━━ INFORMATION ━━

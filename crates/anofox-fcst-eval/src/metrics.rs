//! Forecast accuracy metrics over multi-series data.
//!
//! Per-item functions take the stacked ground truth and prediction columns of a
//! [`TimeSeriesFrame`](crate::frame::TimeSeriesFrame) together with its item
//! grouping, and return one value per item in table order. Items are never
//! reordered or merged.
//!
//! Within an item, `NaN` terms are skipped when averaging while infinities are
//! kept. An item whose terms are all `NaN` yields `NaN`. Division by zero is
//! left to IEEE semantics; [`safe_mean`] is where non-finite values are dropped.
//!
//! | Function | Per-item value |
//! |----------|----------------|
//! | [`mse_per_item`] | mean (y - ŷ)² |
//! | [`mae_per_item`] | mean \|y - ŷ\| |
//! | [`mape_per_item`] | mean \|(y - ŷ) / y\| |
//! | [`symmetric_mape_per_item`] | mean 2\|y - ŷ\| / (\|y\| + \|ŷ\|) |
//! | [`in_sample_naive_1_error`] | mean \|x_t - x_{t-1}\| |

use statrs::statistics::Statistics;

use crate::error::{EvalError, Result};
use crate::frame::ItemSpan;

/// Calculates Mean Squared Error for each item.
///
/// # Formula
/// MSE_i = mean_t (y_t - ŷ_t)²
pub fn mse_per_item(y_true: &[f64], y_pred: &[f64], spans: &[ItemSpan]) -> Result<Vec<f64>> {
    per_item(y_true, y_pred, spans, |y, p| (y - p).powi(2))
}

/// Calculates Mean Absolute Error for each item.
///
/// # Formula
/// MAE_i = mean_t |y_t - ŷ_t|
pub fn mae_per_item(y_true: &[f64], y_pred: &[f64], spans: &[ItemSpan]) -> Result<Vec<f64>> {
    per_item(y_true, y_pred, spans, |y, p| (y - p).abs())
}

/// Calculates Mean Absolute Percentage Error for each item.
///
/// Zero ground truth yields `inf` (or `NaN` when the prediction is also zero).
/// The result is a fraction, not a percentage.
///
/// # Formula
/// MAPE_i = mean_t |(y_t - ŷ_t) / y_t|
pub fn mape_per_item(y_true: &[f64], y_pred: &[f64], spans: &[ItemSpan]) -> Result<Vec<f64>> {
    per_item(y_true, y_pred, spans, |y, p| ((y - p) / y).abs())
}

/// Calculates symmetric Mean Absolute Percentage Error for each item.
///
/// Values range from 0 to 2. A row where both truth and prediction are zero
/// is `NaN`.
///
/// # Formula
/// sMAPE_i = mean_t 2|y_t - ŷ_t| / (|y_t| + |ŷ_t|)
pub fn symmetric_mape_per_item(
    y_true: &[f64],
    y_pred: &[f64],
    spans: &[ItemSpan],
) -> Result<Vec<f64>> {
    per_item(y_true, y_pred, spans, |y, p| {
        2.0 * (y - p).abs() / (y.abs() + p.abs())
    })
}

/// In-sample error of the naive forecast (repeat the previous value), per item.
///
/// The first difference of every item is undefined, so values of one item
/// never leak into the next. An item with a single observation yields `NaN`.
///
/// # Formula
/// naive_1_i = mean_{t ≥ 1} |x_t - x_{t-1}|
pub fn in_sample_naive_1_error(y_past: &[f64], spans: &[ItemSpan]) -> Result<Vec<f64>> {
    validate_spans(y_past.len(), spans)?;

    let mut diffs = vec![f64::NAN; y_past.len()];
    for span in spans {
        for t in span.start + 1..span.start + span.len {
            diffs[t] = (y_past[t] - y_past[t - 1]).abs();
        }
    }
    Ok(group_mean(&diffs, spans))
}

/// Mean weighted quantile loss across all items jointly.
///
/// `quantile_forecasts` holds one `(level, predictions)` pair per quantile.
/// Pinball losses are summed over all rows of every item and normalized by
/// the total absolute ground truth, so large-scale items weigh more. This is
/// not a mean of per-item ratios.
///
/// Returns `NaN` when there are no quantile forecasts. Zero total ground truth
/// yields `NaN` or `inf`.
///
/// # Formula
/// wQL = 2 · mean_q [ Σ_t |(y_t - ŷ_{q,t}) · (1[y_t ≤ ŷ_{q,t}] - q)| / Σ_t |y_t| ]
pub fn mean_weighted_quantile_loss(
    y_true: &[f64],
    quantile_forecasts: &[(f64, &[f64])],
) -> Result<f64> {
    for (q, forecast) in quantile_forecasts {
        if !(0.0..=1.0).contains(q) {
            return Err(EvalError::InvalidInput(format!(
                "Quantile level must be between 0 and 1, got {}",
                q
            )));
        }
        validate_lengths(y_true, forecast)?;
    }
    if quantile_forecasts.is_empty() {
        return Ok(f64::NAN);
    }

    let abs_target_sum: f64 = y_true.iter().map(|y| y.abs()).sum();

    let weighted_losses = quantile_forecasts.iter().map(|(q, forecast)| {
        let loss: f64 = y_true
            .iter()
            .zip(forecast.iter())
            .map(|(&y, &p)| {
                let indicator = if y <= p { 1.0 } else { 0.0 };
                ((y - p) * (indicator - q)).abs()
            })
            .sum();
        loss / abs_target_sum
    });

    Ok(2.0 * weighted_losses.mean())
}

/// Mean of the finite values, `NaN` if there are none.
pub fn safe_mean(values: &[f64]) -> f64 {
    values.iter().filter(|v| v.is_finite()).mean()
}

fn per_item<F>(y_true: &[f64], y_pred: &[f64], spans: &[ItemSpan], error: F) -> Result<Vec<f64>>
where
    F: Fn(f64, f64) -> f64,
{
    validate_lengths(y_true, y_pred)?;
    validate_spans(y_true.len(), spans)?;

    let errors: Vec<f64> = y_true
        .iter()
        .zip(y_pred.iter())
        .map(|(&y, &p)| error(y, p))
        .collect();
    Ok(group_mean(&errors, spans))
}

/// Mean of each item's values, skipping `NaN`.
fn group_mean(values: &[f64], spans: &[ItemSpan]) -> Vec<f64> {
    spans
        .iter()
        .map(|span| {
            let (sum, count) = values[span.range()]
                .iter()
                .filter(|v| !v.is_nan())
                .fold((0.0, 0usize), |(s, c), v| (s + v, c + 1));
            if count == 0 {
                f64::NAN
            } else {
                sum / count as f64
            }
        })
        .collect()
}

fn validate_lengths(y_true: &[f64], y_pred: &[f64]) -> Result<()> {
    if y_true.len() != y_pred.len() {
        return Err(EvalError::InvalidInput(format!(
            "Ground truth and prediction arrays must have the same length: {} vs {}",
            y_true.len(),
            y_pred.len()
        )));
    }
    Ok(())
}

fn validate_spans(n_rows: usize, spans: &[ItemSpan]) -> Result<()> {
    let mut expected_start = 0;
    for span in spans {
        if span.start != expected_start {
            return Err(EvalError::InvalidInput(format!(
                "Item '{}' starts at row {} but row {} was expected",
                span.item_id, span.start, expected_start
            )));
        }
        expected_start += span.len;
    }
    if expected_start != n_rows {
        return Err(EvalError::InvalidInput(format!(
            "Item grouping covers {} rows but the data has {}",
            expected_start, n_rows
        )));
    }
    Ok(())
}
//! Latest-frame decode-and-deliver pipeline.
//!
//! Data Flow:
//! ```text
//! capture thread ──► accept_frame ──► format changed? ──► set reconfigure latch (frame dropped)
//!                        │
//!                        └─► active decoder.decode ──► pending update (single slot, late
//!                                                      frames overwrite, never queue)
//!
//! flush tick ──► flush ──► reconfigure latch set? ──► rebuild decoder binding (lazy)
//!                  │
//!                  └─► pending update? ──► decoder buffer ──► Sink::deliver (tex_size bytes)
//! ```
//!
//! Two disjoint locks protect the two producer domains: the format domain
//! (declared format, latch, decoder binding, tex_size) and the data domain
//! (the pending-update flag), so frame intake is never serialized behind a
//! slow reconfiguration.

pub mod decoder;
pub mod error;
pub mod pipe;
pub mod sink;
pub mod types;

━━━
━━ INFORMATION ━━

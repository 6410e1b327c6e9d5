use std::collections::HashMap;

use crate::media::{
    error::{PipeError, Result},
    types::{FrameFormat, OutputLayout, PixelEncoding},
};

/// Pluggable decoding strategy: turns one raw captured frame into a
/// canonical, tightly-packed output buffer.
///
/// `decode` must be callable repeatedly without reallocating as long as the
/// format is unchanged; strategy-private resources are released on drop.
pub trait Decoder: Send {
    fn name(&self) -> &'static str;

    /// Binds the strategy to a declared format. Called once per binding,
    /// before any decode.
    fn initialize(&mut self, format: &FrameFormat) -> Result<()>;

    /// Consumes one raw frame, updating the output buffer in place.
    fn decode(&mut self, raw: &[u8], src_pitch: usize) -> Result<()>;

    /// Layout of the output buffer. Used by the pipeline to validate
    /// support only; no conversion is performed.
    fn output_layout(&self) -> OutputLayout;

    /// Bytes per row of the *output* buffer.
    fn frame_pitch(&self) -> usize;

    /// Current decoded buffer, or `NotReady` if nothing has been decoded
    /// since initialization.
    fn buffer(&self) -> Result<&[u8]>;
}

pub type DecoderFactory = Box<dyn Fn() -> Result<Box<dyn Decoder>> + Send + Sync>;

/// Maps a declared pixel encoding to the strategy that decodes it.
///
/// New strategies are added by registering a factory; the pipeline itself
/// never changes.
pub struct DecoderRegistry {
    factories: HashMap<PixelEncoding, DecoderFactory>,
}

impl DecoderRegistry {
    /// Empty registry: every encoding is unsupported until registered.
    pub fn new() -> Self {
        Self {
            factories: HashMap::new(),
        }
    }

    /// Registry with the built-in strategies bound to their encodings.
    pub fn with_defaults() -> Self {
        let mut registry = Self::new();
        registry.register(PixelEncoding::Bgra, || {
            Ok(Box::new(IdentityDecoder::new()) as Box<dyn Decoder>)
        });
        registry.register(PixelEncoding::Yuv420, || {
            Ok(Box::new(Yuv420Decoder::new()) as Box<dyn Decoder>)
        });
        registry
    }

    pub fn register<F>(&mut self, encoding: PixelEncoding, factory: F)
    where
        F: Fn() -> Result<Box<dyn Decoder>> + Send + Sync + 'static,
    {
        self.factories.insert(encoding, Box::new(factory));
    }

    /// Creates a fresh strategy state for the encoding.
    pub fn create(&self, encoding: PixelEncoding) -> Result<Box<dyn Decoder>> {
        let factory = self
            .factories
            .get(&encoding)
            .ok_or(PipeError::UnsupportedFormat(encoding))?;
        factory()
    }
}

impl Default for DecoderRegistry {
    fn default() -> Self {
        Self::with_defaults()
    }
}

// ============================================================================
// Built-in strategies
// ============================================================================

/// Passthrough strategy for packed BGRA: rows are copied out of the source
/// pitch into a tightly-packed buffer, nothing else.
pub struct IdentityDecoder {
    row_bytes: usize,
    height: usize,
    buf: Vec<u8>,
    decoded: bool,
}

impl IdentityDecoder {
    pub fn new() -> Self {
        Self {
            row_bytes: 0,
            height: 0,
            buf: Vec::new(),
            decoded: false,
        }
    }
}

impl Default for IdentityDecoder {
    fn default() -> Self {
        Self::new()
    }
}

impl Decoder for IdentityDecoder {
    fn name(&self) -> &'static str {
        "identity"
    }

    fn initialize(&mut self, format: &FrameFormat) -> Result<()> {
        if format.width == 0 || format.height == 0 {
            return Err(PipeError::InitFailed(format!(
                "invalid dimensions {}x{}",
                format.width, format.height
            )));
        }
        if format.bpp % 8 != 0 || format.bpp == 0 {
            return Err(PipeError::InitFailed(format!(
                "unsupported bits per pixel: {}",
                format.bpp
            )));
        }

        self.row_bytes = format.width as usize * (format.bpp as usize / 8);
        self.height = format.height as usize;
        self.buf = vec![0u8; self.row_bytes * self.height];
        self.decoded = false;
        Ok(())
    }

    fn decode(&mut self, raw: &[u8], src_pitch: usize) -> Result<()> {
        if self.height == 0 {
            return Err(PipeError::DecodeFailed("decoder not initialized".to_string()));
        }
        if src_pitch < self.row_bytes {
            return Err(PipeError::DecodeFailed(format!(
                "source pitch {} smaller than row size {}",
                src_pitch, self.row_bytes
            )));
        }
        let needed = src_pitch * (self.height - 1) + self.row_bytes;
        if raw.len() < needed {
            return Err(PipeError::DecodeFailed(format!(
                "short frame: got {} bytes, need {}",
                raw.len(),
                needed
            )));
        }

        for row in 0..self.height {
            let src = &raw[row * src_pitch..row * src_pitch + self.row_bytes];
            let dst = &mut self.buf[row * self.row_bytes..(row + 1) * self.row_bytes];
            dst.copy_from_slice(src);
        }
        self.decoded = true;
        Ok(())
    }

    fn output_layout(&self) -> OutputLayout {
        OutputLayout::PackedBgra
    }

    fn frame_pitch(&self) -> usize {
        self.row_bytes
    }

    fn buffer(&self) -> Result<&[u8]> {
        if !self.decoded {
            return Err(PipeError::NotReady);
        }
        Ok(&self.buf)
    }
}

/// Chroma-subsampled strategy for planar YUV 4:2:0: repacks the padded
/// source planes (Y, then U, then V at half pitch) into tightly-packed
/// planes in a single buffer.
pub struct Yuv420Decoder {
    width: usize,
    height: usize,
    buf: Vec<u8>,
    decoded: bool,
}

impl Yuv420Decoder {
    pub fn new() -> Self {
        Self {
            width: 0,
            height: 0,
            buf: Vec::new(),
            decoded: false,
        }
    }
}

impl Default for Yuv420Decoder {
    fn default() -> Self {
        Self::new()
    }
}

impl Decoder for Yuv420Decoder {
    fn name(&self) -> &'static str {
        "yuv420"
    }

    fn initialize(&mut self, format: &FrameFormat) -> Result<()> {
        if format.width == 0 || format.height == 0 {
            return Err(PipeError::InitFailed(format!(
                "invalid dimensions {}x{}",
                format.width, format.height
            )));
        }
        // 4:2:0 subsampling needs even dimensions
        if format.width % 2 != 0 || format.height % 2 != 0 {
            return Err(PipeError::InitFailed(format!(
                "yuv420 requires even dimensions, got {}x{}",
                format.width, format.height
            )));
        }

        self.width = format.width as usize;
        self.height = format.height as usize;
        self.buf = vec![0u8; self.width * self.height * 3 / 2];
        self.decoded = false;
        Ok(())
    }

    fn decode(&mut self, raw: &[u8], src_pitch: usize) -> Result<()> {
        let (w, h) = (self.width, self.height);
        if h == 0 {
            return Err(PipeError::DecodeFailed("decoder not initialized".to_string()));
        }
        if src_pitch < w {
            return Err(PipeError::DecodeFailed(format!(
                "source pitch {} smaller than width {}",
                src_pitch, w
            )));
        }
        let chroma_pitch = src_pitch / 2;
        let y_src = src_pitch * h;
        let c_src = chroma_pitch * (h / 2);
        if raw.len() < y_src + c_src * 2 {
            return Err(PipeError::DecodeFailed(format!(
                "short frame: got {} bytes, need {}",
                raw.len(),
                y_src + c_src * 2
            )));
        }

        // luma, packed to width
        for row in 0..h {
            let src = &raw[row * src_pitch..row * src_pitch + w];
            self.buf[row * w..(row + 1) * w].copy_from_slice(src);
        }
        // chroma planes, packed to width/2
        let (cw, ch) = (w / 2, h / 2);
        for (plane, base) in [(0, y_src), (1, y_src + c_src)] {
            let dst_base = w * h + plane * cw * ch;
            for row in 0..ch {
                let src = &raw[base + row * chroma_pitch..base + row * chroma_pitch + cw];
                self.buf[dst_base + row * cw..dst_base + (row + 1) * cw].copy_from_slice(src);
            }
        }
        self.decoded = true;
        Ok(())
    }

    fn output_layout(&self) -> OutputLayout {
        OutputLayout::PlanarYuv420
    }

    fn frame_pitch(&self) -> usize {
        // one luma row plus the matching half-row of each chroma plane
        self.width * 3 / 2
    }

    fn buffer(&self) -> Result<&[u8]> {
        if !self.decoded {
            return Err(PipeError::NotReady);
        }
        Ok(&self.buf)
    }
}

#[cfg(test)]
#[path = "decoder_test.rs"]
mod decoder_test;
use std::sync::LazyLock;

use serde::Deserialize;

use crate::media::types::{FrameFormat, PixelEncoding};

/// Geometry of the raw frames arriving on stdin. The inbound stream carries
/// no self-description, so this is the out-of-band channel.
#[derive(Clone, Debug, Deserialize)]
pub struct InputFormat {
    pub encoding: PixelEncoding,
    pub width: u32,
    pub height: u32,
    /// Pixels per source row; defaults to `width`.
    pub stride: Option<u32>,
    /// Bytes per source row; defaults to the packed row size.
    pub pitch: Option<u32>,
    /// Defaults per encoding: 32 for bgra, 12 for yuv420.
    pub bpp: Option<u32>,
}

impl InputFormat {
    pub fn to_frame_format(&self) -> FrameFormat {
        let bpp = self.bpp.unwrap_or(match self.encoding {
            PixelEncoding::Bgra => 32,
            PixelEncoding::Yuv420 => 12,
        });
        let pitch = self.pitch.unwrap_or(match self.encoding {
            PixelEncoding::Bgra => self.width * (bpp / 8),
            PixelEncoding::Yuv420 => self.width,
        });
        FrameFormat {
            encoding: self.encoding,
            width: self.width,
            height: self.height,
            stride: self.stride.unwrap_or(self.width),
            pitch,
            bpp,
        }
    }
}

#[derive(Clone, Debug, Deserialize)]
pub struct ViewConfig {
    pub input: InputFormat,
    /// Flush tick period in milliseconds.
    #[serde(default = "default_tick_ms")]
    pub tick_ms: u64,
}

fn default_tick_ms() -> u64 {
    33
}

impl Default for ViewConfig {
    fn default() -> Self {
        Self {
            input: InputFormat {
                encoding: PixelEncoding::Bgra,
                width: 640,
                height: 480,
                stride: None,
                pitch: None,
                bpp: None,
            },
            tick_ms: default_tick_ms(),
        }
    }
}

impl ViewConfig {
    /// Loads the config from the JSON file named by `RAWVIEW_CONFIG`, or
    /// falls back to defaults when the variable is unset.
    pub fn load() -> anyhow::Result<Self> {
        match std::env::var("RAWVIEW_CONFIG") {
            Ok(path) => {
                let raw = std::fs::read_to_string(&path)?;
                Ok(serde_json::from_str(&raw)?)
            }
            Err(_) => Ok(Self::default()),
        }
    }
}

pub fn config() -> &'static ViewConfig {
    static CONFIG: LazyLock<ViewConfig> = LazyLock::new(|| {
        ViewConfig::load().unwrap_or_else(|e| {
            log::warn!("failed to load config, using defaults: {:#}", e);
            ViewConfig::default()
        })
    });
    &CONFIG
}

━━━
━━ INFORMATION ━━

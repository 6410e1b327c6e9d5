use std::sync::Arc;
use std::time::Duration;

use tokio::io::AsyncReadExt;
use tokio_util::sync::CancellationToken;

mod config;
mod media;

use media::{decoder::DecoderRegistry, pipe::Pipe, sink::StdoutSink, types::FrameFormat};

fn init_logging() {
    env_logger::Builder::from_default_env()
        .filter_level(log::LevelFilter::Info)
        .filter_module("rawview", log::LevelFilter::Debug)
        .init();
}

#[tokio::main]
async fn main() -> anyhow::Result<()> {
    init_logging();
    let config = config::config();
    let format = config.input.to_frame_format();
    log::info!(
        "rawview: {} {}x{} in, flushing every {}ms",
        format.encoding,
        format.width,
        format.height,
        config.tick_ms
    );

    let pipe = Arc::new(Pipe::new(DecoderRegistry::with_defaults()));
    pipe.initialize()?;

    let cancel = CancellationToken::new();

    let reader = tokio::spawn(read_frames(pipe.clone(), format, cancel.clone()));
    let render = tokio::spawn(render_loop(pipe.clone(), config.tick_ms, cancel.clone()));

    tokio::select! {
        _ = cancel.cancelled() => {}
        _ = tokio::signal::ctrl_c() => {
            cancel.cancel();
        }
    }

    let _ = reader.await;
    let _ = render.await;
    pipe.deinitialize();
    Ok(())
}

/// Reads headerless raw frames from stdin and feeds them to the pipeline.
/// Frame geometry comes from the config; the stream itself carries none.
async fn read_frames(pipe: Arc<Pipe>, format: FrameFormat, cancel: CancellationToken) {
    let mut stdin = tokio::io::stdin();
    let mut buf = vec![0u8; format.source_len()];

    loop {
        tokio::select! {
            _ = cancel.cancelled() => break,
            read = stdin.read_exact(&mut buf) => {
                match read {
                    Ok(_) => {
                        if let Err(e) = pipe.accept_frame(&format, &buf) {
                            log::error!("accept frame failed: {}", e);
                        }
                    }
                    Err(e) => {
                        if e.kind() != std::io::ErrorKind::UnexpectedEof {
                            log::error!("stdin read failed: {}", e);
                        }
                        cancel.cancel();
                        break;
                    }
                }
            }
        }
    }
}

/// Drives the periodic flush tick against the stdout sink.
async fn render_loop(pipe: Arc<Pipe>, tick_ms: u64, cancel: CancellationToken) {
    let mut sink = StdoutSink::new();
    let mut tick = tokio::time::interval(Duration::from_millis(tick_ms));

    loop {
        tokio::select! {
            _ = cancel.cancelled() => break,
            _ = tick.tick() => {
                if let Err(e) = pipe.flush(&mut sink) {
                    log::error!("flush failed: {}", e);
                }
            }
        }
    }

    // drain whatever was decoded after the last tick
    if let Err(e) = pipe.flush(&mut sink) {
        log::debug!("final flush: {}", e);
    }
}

━━━

* TASK DETAILS *
Out of the preceding entries, pull each line that contains the word "InputFormat".

* EXERCISE ANSWER *
pub struct InputFormat {
impl InputFormat {
    pub input: InputFormat,
            input: InputFormat {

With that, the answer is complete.